When they leave their probationary period, they move to the rank of “unemployment insurance representative II,” but are still learning the program. An “unemployment insurance representative III” is an adjudicator, who handles all eligibility issues that don’t have to do with fraud.

Then, there’s a level four staffer, who investigates fraud. There are also supervisors, and some staffers who only work on the issue of whether employer accounts are being charged. 

Because standard unemployment is an insurance system, employers must pay tax into the state’s trust fund on behalf of their employees, and their tax rate is pushed higher if they lay off employees and put more of a burden on the system.

While PUA draws from the federal government and serves people who don’t have a typical employer-employee relationship, the rules for the regular program, including verifying the circumstances under which a person left their job (an element of determining “non-monetary eligibility”), still apply during crisis time.

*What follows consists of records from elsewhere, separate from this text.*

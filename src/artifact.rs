//! Self-describing, versioned persistence for vocabularies, IDF vectors,
//! document tables and descriptor collections.
//!
//! Every file is a bincode-encoded [`Header`] followed by the payload. The
//! header records the artifact kind, K and the descriptor dimension, so
//! compatibility can be checked with [`read_header`] before loading anything.

use bincode::Options;
use serde::{de::DeserializeOwned, Deserialize, Serialize};
use std::{
    fs::File,
    io::{BufReader, BufWriter, Write},
    path::Path,
};

use crate::*;

pub const MAGIC: [u8; 4] = *b"BOVW";
pub const FORMAT_VERSION: u32 = 1;

/// Upper bound on a decoded artifact, so a corrupt length prefix fails fast.
const MAX_ARTIFACT_BYTES: u64 = 1 << 36;

#[derive(Serialize, Deserialize, Debug, Clone, Copy, PartialEq, Eq)]
pub enum ArtifactKind {
    Vocabulary,
    IdfVector,
    DocumentTable,
    RawHistograms,
    Collection,
}

/// Shape recorded in the header. `k` is 0 for artifacts without a vocabulary.
#[derive(Serialize, Deserialize, Debug, Clone, Copy, PartialEq, Eq)]
pub struct Shape {
    pub k: usize,
    pub dim: usize,
}

#[derive(Serialize, Deserialize, Debug, Clone, PartialEq, Eq)]
pub struct Header {
    pub magic: [u8; 4],
    pub version: u32,
    pub kind: ArtifactKind,
    pub shape: Shape,
}

/// A payload that can be written with [`save`] and read back with [`load`].
pub trait Artifact: Serialize + DeserializeOwned {
    const KIND: ArtifactKind;

    fn shape(&self) -> Shape;

    /// Internal consistency check run after decoding.
    fn validate(&self) -> BowResult<()>;
}

fn codec() -> impl Options {
    bincode::DefaultOptions::new()
        .with_fixint_encoding()
        .with_limit(MAX_ARTIFACT_BYTES)
}

pub fn save<A: Artifact, P: AsRef<Path>>(artifact: &A, file: P) -> BowResult<()> {
    let header = Header {
        magic: MAGIC,
        version: FORMAT_VERSION,
        kind: A::KIND,
        shape: artifact.shape(),
    };
    let mut w = BufWriter::new(File::create(file)?);
    codec().serialize_into(&mut w, &header)?;
    codec().serialize_into(&mut w, artifact)?;
    w.flush()?;
    Ok(())
}

pub fn load<A: Artifact, P: AsRef<Path>>(file: P) -> BowResult<A> {
    let mut r = BufReader::new(File::open(file)?);
    let header = decode_header(&mut r)?;
    if header.kind != A::KIND {
        return Err(BowErr::CorruptArtifact(format!(
            "expected a {:?} artifact, found {:?}",
            A::KIND,
            header.kind
        )));
    }
    let artifact: A = codec()
        .deserialize_from(&mut r)
        .map_err(|e| BowErr::CorruptArtifact(format!("{:?} payload: {}", A::KIND, e)))?;
    artifact.validate()?;
    if artifact.shape() != header.shape {
        return Err(BowErr::CorruptArtifact(format!(
            "header records {:?} but payload has {:?}",
            header.shape,
            artifact.shape()
        )));
    }
    Ok(artifact)
}

/// Read only the header of an artifact file.
pub fn read_header<P: AsRef<Path>>(file: P) -> BowResult<Header> {
    let mut r = BufReader::new(File::open(file)?);
    decode_header(&mut r)
}

fn decode_header<R: std::io::Read>(r: &mut R) -> BowResult<Header> {
    let header: Header = codec()
        .deserialize_from(r)
        .map_err(|e| BowErr::CorruptArtifact(format!("unreadable header: {e}")))?;
    if header.magic != MAGIC {
        return Err(BowErr::CorruptArtifact("not a bovw artifact".to_string()));
    }
    if header.version != FORMAT_VERSION {
        return Err(BowErr::CorruptArtifact(format!(
            "unsupported format version {} (expected {})",
            header.version, FORMAT_VERSION
        )));
    }
    Ok(header)
}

“Even if we’ve got a third of the state unemployed, we still have to preserve the integrity of the entire program,” Cooper said.

The emotional toll

In spite of the backlog of claims, Cooper said she still thinks unemployment insurance is a fascinating and viable program.

But funding cuts and position eliminations following the recession, largely because the federal government reduced funding for state-level unemployment agency administration during good economic times, left Nevada unprepared.

“I think unemployment is an appropriate system, if it’s properly funded and staffed. It never has been. And it really, really, really wasn’t in March,” she said. “I think that if people paid more attention and worked to protect the knowledge and staff that’s necessary to keep the program ready when the public needs us, I think that would be perfect.”

Had there been enough investment in the agency in the months leading up to the pandemic, DETR would be further along in its work processing regular unemployment claims “and fewer people would have applied for PUA thinking we forgot about them,” she said.

Her proposal is for the state to maintain surge capacity in a model like the military reserves. Staffers could brush up on unemployment changes and work for two weeks a year to maintain their skills, but not stay full-time with the state unless there was significant demand.

For now, she works up to 12 hours a day and on weekends because she knows how much there is left to do and how each week, the pile of claims grows larger. Last week, another 80,000 claims came in.

Sometimes, exasperated callers unload on DETR staff members in anger. Other times, claimants connect with staff on a human level.

“It warms my heart when under other comments, like in the free flow box, people put things on their claims like ‘thank you for taking the time. Thank you for all the hard work,’” Cooper said. “It just helps to give us a spirit boost because we don’t have the time to rest. There’s just so much work to do.”

Cooper also wants the public to know that at the end of the day, DETR staffers are Nevadans whose friends and family are trying to navigate the system, too.

She said her heart breaks whenever she has to send a claim with issues to be adjudicated because she knows that only means it puts them further back from getting payment.

“We actually know how important it is. We don’t get benefit or delight in denying people,” she said. “We all love someone who’s not working.”